Creating equitable access to education

VALUE: EQUITY

""As a Faculty, we strive to embrace diverse perspectives, abilities, approaches and experiences in building an inclusive community for education and research. We are committed to recognizing and respecting lived experiences, historic and contemporary, especially relating to Indigenous persons, while eliminating barriers for all in our greater community.  - From the Faculty’s Strategic Plan 2020-25

Here’s how one alumnus is living this value:

Education is seen as a springboard to individual and national success, but Sue Gillespie is well aware that some young people must leap over much higher barriers than others.

Sue Gillespie.Gillespie (MA ’92, Gerontology) is president and chief executive officer at Pathways to Education Canada, a charitable public-private partnership program that fosters equity in education so that young people can finish high school and achieve their full potential.

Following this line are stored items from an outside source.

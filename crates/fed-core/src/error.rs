//! Error handling for the federation server.
//!
//! Every crate owns its own error enum. Each of those enums reports an
//! [`ErrorKind`] through [`Classify`], and callers use the kind to decide how
//! far a failure may propagate.

use thiserror::Error;

/// Result type alias using the core error type.
pub type Result<T> = std::result::Result<T, Error>;

/// Failure category.
///
/// Trust and transport failures are scoped to a single partner. Protocol
/// failures reject a single inbound message. Configuration failures are fatal
/// for the affected partner at startup.
#[derive(Debug, Clone, Copy, PartialEq, Eq, Hash)]
pub enum ErrorKind {
    /// Missing or invalid configuration.
    Configuration,
    /// Untrusted or expired certificate.
    Trust,
    /// Malformed, unsigned, forged, replayed or expired message.
    Protocol,
    /// Partner unreachable or answered with garbage.
    Transport,
    /// Anything else.
    Internal,
}

impl ErrorKind {
    /// Returns true if a failure of this kind only affects one partner.
    #[must_use]
    pub const fn is_partner_scoped(self) -> bool {
        matches!(self, Self::Trust | Self::Transport)
    }

    /// Returns a short label for log fields.
    #[must_use]
    pub const fn as_str(self) -> &'static str {
        match self {
            Self::Configuration => "configuration",
            Self::Trust => "trust",
            Self::Protocol => "protocol",
            Self::Transport => "transport",
            Self::Internal => "internal",
        }
    }
}

impl std::fmt::Display for ErrorKind {
    fn fmt(&self, f: &mut std::fmt::Formatter<'_>) -> std::fmt::Result {
        f.write_str(self.as_str())
    }
}

/// Classifies an error into the federation taxonomy.
pub trait Classify {
    /// Returns the category of this error.
    fn kind(&self) -> ErrorKind;
}

/// Core errors raised while loading configuration.
#[derive(Debug, Error)]
pub enum Error {
    /// Invalid configuration value.
    #[error("configuration error: {0}")]
    Config(String),

    /// Configuration file could not be read.
    #[error("failed to read {path}: {source}")]
    Io {
        /// Path that failed.
        path: String,
        /// Underlying error.
        #[source]
        source: std::io::Error,
    },

    /// Configuration file is not valid TOML for the expected schema.
    #[error("invalid configuration file: {0}")]
    Parse(#[from] toml::de::Error),
}

impl Classify for Error {
    fn kind(&self) -> ErrorKind {
        ErrorKind::Configuration
    }
}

The barriers come in a variety of forms. Students may lack access to computers and the internet at home. Some need to work to help support their families. Some teenagers are from refugee or new immigrant families that face language barriers. Some are Indigenous students from remote communities and must move away from their families to attend schools in urban centres.

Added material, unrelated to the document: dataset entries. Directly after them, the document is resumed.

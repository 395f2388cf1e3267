//! Error type for adapter operations.

use fed_core::error::{Classify, ErrorKind};
use fed_protocol_saml::SamlError;
use thiserror::Error;

/// Result type for adapter operations.
pub type SpiResult<T> = Result<T, SpiError>;

/// Adapter and registry errors.
#[derive(Debug, Error)]
pub enum SpiError {
    /// No factory is registered for this kind.
    #[error("unknown adapter kind: {0}")]
    UnknownKind(String),

    /// No configured adapter has this name.
    #[error("adapter not found: {0}")]
    AdapterNotFound(String),

    /// No configured adapter satisfies the level.
    #[error("no adapter for assurance level {0}")]
    NoAdapterForLevel(String),

    /// Adapter initialization failed.
    #[error("adapter {name} failed to initialize: {reason}")]
    InitializationFailed {
        /// Instance name.
        name: String,
        /// Failure description.
        reason: String,
    },

    /// A setting is missing or malformed.
    #[error("configuration error: {0}")]
    Configuration(String),

    /// The back end could not be reached.
    #[error("back end unavailable: {0}")]
    Unavailable(String),

    /// Signing or verifying the adapter response failed.
    #[error(transparent)]
    Protocol(#[from] SamlError),
}

impl Classify for SpiError {
    fn kind(&self) -> ErrorKind {
        match self {
            Self::UnknownKind(_)
            | Self::AdapterNotFound(_)
            | Self::NoAdapterForLevel(_)
            | Self::InitializationFailed { .. }
            | Self::Configuration(_) => ErrorKind::Configuration,
            Self::Unavailable(_) => ErrorKind::Transport,
            Self::Protocol(err) => err.kind(),
        }
    }
}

Pathways tries to connect with these students as soon as they enter high school. “We make sure that we intervene early and get them connected to the supports they need,” Gillespie says.

That might involve one-on-one tutoring with the help of volunteers, or something tangible like a laptop or bus tickets to attend an after-school program. “Little things can make a big difference,” Gillespie says.

After getting her undergraduate degree in psychology at Brock University, Gillespie got into the Master of Gerontology program at Waterloo. Gillespie says she has always been more broadly interested in social determinants of health and well-being. “My interest was in how to remove barriers so everyone can live healthier lives.”

Prior to joining Pathways in 2015, she was executive director at Carizon Family and Community Services in Kitchener, one of the local Pathways partners. There, Gillespie became deeply impressed with what Pathways was doing for youth.

The organization has more than 1,400 volunteers across the country who do tutoring and mentoring. “We have many amazing volunteers from the University of Waterloo,” Gillespie adds.

Amplified by the pandemic

All of the barriers to education were amplified by the pandemic, Gillespie says. When schools and libraries shut down, “the digital divide became our most pressing barrier.” The organization scrambled to get laptops for the students. For students who don’t have high speed internet at home, “we have been developing a low bandwidth video conferencing platform that they can access with their phones.”

Pathways also provided care packages for families of students that depended on school breakfast programs. But the biggest challenge during the pandemic was isolation. The volunteers worked harder to reach out to individual students at home to offer mentoring and support so students wouldn’t think about dropping out.

Pathways supports about 6,000 students in 20 program locations across Canada. The vast majority of students stay in the program throughout high school. About 76 per cent of them finish high school and 71 per cent go on to post-secondary education immediately after high school.

Pathways celebrates their graduations. “The students do the work. They do the heavy lifting,” Gillespie says. “We just remove the barriers.”

Equity in education is important not just for individuals, but also the country as a whole, Gillespie says. “If we want to have a thriving economy and change the world, then we need all of our young people to be successful and realize their full potential.”